I don’t know about you, but I sometimes find an aeroplane is the only place I can get enough peace to think clearly. Once the phones are switched off and the announcements over, there’s something surreal about travelling at 30,000 feet that allows the mind to wander. It’s precious time, and seeing a familiar orange livery on a recent journey focused my thoughts on the sector itself and what a remarkable transformation it’s gone through in a very short period.

It’s less than a decade since Easyjet sold its first online ticket, and other than Stelios himself, I don’t think many of us would have believed what was coming. First there was anger from travel agencies, furious at the prospect of disintermediation. This was followed by scepticism by much of the public at an offer to fly more cheaply by plane than to travel by train. Finally, as the “tipping point” approached, many of the big carriers decided “If we can’t beat them, we’d better join them”.

It’s worth pausing to consider why it took a shipping entrepreneur to change the face of an industry and provide what some customers were looking for. In days gone by, flying was a mysterious process. The only organisations allowed to provide the service were regulated and protected. Customers were in awe of their ability to get them from A to B and prepared to pay whatever was asked, even though it never quite felt right. There was no competition and therefore no way to measure service quality. And if you were a business customer in particular, well by default you’d be willing to pay a premium – wouldn’t you?

Very quickly though, Stelios and his Celtic rival demystified the process, provided transparency in pricing, and used technology to let people gather their own information and act on it.

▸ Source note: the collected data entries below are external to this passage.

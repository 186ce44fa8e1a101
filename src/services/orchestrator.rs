use async_trait::async_trait;
use std::sync::Arc;
use std::time::Duration;
use tokio::time::timeout;
use tracing::{debug, info, warn};

use crate::config::CompatibilityTable;
use crate::error::{DeviceError, InstallerFailure};
use crate::models::{DeviceSession, InstallRequest};
use crate::services::AppInstaller;

/// Gates install/uninstall requests on the compatibility table and runs at most one
/// of them per session at a time.
pub struct DefaultInstallOrchestrator {
    installer: Arc<dyn AppInstaller>,
    compatibility: CompatibilityTable,
    installer_timeout: Duration,
}

impl DefaultInstallOrchestrator {
    pub fn new(
        installer: Arc<dyn AppInstaller>,
        compatibility: CompatibilityTable,
        installer_timeout: Duration,
    ) -> Self {
        Self {
            installer,
            compatibility,
            installer_timeout,
        }
    }

    async fn delegate(
        &self,
        session: &DeviceSession,
        request: &InstallRequest,
    ) -> Result<(), DeviceError> {
        let transport = session.transport();
        if !transport.is_connected() {
            return Err(DeviceError::TransportLost);
        }

        debug!(
            "Delegating {} of {} to provider {}",
            request.kind, request.app_name, request.provider
        );
        let call = self.installer.install_app_by_name(
            &request.app_name,
            transport,
            request.kind.is_uninstall(),
            request.provider,
        );

        match timeout(self.installer_timeout, call).await {
            Ok(Ok(())) => Ok(()),
            Ok(Err(_)) if !transport.is_connected() => Err(DeviceError::TransportLost),
            Ok(Err(e)) => Err(DeviceError::installer_failed(e)),
            Err(_) => Err(DeviceError::InstallerFailed(InstallerFailure::Timeout(
                self.installer_timeout,
            ))),
        }
    }
}

#[async_trait]
impl InstallOrchestrator for DefaultInstallOrchestrator {
    fn check_eligibility(&self, session: &DeviceSession) -> Result<&'static str, DeviceError> {
        let device_info = session.info().ok_or(DeviceError::DeviceNotIdentified)?;
        self.compatibility
            .check(&device_info.model_id, &device_info.firmware_version)
    }

    async fn request(
        &self,
        session: &DeviceSession,
        request: &InstallRequest,
    ) -> Result<(), DeviceError> {
        let _permit = session.gate().try_acquire().inspect_err(|_| {
            warn!("Rejected {} of {}: device busy", request.kind, request.app_name);
        })?;

        let required = self.check_eligibility(session).inspect_err(|e| {
            warn!("Rejected {} of {}: {}", request.kind, request.app_name, e);
        })?;
        debug!(
            "Firmware {} satisfies required {} ({} policy)",
            session.firmware_version().unwrap_or_default(),
            required,
            self.compatibility.policy()
        );

        self.delegate(session, request).await?;
        info!("Finished {} of {}", request.kind, request.app_name);
        Ok(())
    }
}

#[cfg_attr(test, mockall::automock)]
#[async_trait]
pub trait InstallOrchestrator: Send + Sync {
    /// Compatibility check only; does not touch the transport or the session state.
    fn check_eligibility(&self, session: &DeviceSession) -> Result<&'static str, DeviceError>;

    /// Runs one install or uninstall. The session is `Idle` again when this returns,
    /// whatever the outcome. Callers re-enumerate the inventory afterwards.
    async fn request(
        &self,
        session: &DeviceSession,
        request: &InstallRequest,
    ) -> Result<(), DeviceError>;
}
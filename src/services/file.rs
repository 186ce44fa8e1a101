use anyhow::{Context, Result};
use std::path::Path;
use tracing::debug;

#[derive(Debug, Default, Clone)]
pub struct DefaultFileService;

#[cfg_attr(test, mockall::automock)]
impl FileService for DefaultFileService {
    fn file_exists(&self, file_path: &Path) -> Result<bool> {
        debug!("Checking if file exists: {}", file_path.display());
        file_path
            .try_exists()
            .with_context(|| format!("Failed to check if file exists: {}", file_path.display()))
    }

    fn read_file(&self, file_path: &Path) -> Result<String> {
        debug!("Reading file: {}", file_path.display());
        std::fs::read_to_string(file_path)
            .with_context(|| format!("Failed to read file: {}", file_path.display()))
    }

    fn write_file(&self, file_path: &Path, content: &str) -> Result<()> {
        debug!("Writing file: {}", file_path.display());
        std::fs::write(file_path, content)
            .with_context(|| format!("Failed to write file: {}", file_path.display()))?;
        Ok(())
    }
}

pub trait FileService: Send + Sync + 'static {
    fn file_exists(&self, file_path: &Path) -> Result<bool>;
    fn read_file(&self, file_path: &Path) -> Result<String>;
    fn write_file(&self, file_path: &Path, content: &str) -> Result<()>;
}
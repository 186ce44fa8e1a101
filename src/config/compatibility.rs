use clap::ValueEnum;
use semver::Version;
use std::fmt;

use crate::error::DeviceError;
use crate::models::ModelId;

/// How the device firmware is compared to the version a model requires.
#[derive(Debug, Clone, Copy, PartialEq, Eq, Default, ValueEnum)]
pub enum FirmwarePolicy {
    /// Firmware must equal the required version.
    #[default]
    Exact,
    /// Firmware must be the required version or newer.
    Minimum,
}

impl fmt::Display for FirmwarePolicy {
    fn fmt(&self, f: &mut fmt::Formatter<'_>) -> fmt::Result {
        match self {
            FirmwarePolicy::Exact => f.write_str("exact"),
            FirmwarePolicy::Minimum => f.write_str("minimum"),
        }
    }
}

#[derive(Debug, Clone, PartialEq, Eq)]
pub struct CompatibilityRule {
    pub model_id: ModelId,
    pub required_firmware: &'static str,
}

/// Firmware each model must run before the installer may talk to it.
/// Installer providers are staged per device family.
static DEFAULT_RULES: [CompatibilityRule; 3] = [
    CompatibilityRule {
        model_id: ModelId::NanoX,
        required_firmware: "2.1.0",
    },
    CompatibilityRule {
        model_id: ModelId::NanoSP,
        required_firmware: "1.1.0",
    },
    CompatibilityRule {
        model_id: ModelId::NanoS,
        required_firmware: "2.1.0",
    },
];

#[derive(Debug, Clone)]
pub struct CompatibilityTable {
    rules: &'static [CompatibilityRule],
    policy: FirmwarePolicy,
}

impl Default for CompatibilityTable {
    fn default() -> Self {
        CompatibilityTable::new(FirmwarePolicy::default())
    }
}

impl CompatibilityTable {
    pub fn new(policy: FirmwarePolicy) -> Self {
        Self {
            rules: &DEFAULT_RULES,
            policy,
        }
    }

    pub fn policy(&self) -> FirmwarePolicy {
        self.policy
    }

    pub fn rules(&self) -> &[CompatibilityRule] {
        self.rules
    }

    pub fn required_version(&self, model_id: &ModelId) -> Option<&'static str> {
        self.rules
            .iter()
            .find(|rule| &rule.model_id == model_id)
            .map(|rule| rule.required_firmware)
    }

    /// Checks a model/firmware pair and returns the required version when eligible.
    pub fn check(
        &self,
        model_id: &ModelId,
        firmware_version: &str,
    ) -> Result<&'static str, DeviceError> {
        let required = self
            .required_version(model_id)
            .ok_or_else(|| DeviceError::UnsupportedDevice {
                model: model_id.to_string(),
            })?;

        if self.is_accepted(required, firmware_version) {
            Ok(required)
        } else {
            Err(DeviceError::FirmwareOutOfDate {
                required: required.to_string(),
                actual: firmware_version.to_string(),
            })
        }
    }

    fn is_accepted(&self, required: &str, actual: &str) -> bool {
        match self.policy {
            FirmwarePolicy::Exact => actual == required,
            FirmwarePolicy::Minimum => match (Version::parse(actual), Version::parse(required)) {
                (Ok(actual), Ok(required)) => actual >= required,
                _ => false,
            },
        }
    }
}
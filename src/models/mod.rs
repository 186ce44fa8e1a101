mod app;
mod device;
mod operation;
mod session;

pub use app::{AppInventory, InstalledApp};
pub use device::{DeviceDescriptor, DeviceInfo, ModelId};
pub use operation::{InstallRequest, OperationGate, OperationKind, OperationState, ProviderId};
pub use session::DeviceSession;
use anyhow::{Context, Result, bail};
use async_trait::async_trait;
use serde_derive::{Deserialize, Serialize};
use std::collections::BTreeMap;
use std::path::{Path, PathBuf};
use std::sync::Arc;
use std::time::Duration;
use tracing::{debug, info};

use crate::models::{DeviceDescriptor, DeviceInfo, InstalledApp, ModelId, ProviderId};
use crate::services::{AppInstaller, FileService, Transport, TransportHandle, TransportProvider};

fn default_connected() -> bool {
    true
}

/// Contents of the device file backing an emulated device, e.g.
///
/// ```json
/// {
///   "model": "nanoX",
///   "product_name": "Ledger Nano X",
///   "firmware_version": "2.1.0",
///   "apps": [{ "name": "Bitcoin", "version": "2.1.0" }],
///   "catalog": { "4": [{ "name": "staRknet", "version": "1.0.0" }] }
/// }
/// ```
#[derive(Serialize, Deserialize, Debug, Clone, PartialEq)]
pub struct EmulatedDeviceState {
    pub model: ModelId,
    pub product_name: String,
    pub firmware_version: String,
    #[serde(default = "default_connected")]
    pub connected: bool,
    #[serde(default)]
    pub apps: Vec<InstalledApp>,
    /// Apps each provider can install, keyed by provider id.
    #[serde(default)]
    pub catalog: BTreeMap<u32, Vec<InstalledApp>>,
    /// Simulated time the user takes to confirm an install on the device.
    #[serde(default)]
    pub confirm_delay_ms: u64,
}

#[derive(Clone)]
struct DeviceFile {
    path: PathBuf,
    file_service: Arc<dyn FileService>,
}

impl DeviceFile {
    fn load(&self) -> Result<EmulatedDeviceState> {
        if !self.file_service.file_exists(&self.path)? {
            bail!("No device found at {}", self.path.display());
        }
        let content = self.file_service.read_file(&self.path)?;
        serde_json::from_str(&content)
            .with_context(|| format!("Failed to parse device file: {}", self.path.display()))
    }

    fn save(&self, state: &EmulatedDeviceState) -> Result<()> {
        let content = serde_json::to_string_pretty(state).with_context(|| {
            format!("Failed to serialize device file: {}", self.path.display())
        })?;
        self.file_service.write_file(&self.path, &content)
    }
}

struct EmulatedTransport {
    device_file: DeviceFile,
    descriptor: DeviceDescriptor,
}

impl Transport for EmulatedTransport {
    fn descriptor(&self) -> DeviceDescriptor {
        self.descriptor.clone()
    }

    fn is_connected(&self) -> bool {
        self.device_file
            .load()
            .map(|state| state.connected && state.model == self.descriptor.model_id)
            .unwrap_or(false)
    }
}

/// A device simulated by a JSON file. Stands in for USB hardware: the transport is
/// "unplugged" when the file disappears or sets `connected` to false.
pub struct EmulatedDevice {
    device_file: DeviceFile,
}

impl EmulatedDevice {
    pub fn new(device_file_path: &Path, file_service: Arc<dyn FileService>) -> Self {
        Self {
            device_file: DeviceFile {
                path: device_file_path.to_path_buf(),
                file_service,
            },
        }
    }

    fn load_connected(&self, transport: &TransportHandle) -> Result<EmulatedDeviceState> {
        if !transport.is_connected() {
            bail!("Device is disconnected");
        }
        self.device_file.load()
    }
}

#[async_trait]
impl TransportProvider for EmulatedDevice {
    async fn create_transport(&self) -> Result<TransportHandle> {
        let state = self.device_file.load()?;
        if !state.connected {
            bail!("Device at {} is not connected", self.device_file.path.display());
        }

        debug!("Opened emulated transport to {}", state.product_name);
        Ok(TransportHandle::new(Box::new(EmulatedTransport {
            device_file: self.device_file.clone(),
            descriptor: DeviceDescriptor::new(state.model, state.product_name),
        })))
    }
}

#[async_trait]
impl AppInstaller for EmulatedDevice {
    async fn get_device_info(&self, transport: &TransportHandle) -> Result<DeviceInfo> {
        let state = self.load_connected(transport)?;
        Ok(DeviceInfo::new(state.model, state.firmware_version))
    }

    async fn get_all_app_installed(&self, transport: &TransportHandle) -> Result<Vec<InstalledApp>> {
        let state = self.load_connected(transport)?;
        Ok(state.apps)
    }

    async fn install_app_by_name(
        &self,
        name: &str,
        transport: &TransportHandle,
        is_uninstall: bool,
        provider: ProviderId,
    ) -> Result<()> {
        let confirm_delay_ms = self.load_connected(transport)?.confirm_delay_ms;
        if confirm_delay_ms > 0 {
            tokio::time::sleep(Duration::from_millis(confirm_delay_ms)).await;
        }

        // The device may have been unplugged while waiting for confirmation.
        let mut state = self.load_connected(transport)?;

        if is_uninstall {
            let Some(index) = state.apps.iter().position(|app| app.name == name) else {
                bail!("App {} is not installed", name);
            };
            state.apps.remove(index);
            self.device_file.save(&state)?;
            info!("Uninstalled {} from emulated device", name);
            return Ok(());
        }

        if state.apps.iter().any(|app| app.name == name) {
            bail!("App {} is already installed", name);
        }

        let app = state
            .catalog
            .get(&provider.0)
            .and_then(|apps| apps.iter().find(|app| app.name == name))
            .cloned()
            .with_context(|| format!("App {} is not available from provider {}", name, provider))?;

        state.apps.push(app);
        self.device_file.save(&state)?;
        info!("Installed {} on emulated device from provider {}", name, provider);
        Ok(())
    }
}
mod app;
mod compatibility;

pub use app::{AppConfig, DefaultAppConfig};
pub use compatibility::{CompatibilityTable, FirmwarePolicy};

#[cfg(test)]
#[allow(unused)]
pub use app::MockDefaultAppConfig;
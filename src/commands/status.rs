use crate::error::DeviceError;
use crate::services::DefaultAppService;

use anyhow::Result;
use clap::Args;

#[derive(Args)]
#[command(
    about = "Show whether the app is installed and whether the device can install or uninstall it."
)]
pub struct StatusArgs {}

pub async fn handle(app_service: &DefaultAppService) -> Result<()> {
    let status = app_service.status().await?;

    println!(
        "Connected to your {} ({}, firmware {})",
        status.product_name, status.device_info.model_id, status.device_info.firmware_version
    );

    let installed = status.is_target_installed();
    if installed {
        println!("{} App is installed on your device", status.target_app_name);
    } else {
        println!("{} App is not installed on your device", status.target_app_name);
    }

    match &status.eligibility {
        Ok(required) => {
            println!("Device is ready for app management (firmware {}).", required);
            let command = if installed { "uninstall" } else { "install" };
            println!("To {} the app, use: nanoapp {}", command, command);
        }
        Err(e @ DeviceError::UnsupportedDevice { .. }) => {
            println!("App management unavailable: {}", e);
            println!("Supported devices:");
            for (model_id, required) in app_service.supported_devices() {
                println!("  {0: <12} firmware {1}", model_id, required);
            }
        }
        Err(e) => println!("App management unavailable: {}", e),
    }
    Ok(())
}
mod commands;
mod config;
mod error;
mod models;
mod services;
mod ui;

use clap::Parser;
use tracing_subscriber::EnvFilter;

use crate::commands::Cli;

#[tokio::main]
async fn main() -> anyhow::Result<()> {
    let cli = Cli::parse();

    let filter = EnvFilter::builder()
        .with_default_directive(cli.verbosity.tracing_level_filter().into())
        .from_env_lossy();
    tracing_subscriber::fmt()
        .with_env_filter(filter)
        .with_writer(std::io::stderr)
        .init();

    let app_config = cli.settings.into_app_config();
    commands::handle(&cli.command, app_config).await
}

Customers of all stripes took up their new offer, finding the access and difference in price just too compelling. The loyalty of business customers didn’t last long either; in fact, for a while, it almost became a badge of honour to fly low-cost – at least for certain trips.

The point was that suddenly real choice existed. The new commodity-driven model took off around the world, and surely it isn’t bad – just different. How many of us would pass on the chance to buy shares if we could turn the clock back? Ever since, people have been deciding for themselves what it’s worth paying extra for – punctuality, an assigned seat, better food? And a range of offerings has begun opening up to meet the full spectrum of client needs that always existed.

Interestingly, and perhaps betraying cultural differences, the big carriers reacted at different speeds. Some used their infrastructure to follow the client and create a new offering, then got nervous and cashed in early. Others have been in denial almost to the present day. There are many examples of other sectors affected by a similar blend of market conditions – financial and insurance services perhaps being closest to home. Would you as a consumer change back to the old ways now?

Clearly, a special mix of ingredients affected the airline sector, but it would be a waste to ignore the learnings. The degree of change made possible by a couple of entrepreneurs without huge pressure from customers has been remarkable. Legal clients, on the other hand, have been asking for change for some time now – some even taking it upon themselves to develop new distribution models to improve access to the information they want. Add to that the freedom for all to innovate, and the choices are clear: retreat to higher ground, take on new entrants or form alliances. There is another of course, but it’s clear that may not be the best choice. There are opportunities for all. Client needs will continue to cover the whole range from basic legal information through commoditised services to the high value legal work, but lawyers will have to decide which part of that continuum they intend to occupy and act on that decision.

The next decade promises to be a very bumpy ride for lawyers, with hopefully at least some smooth flying after the initial turbulence. However, to complete the journey successfully, best to have a flight plan!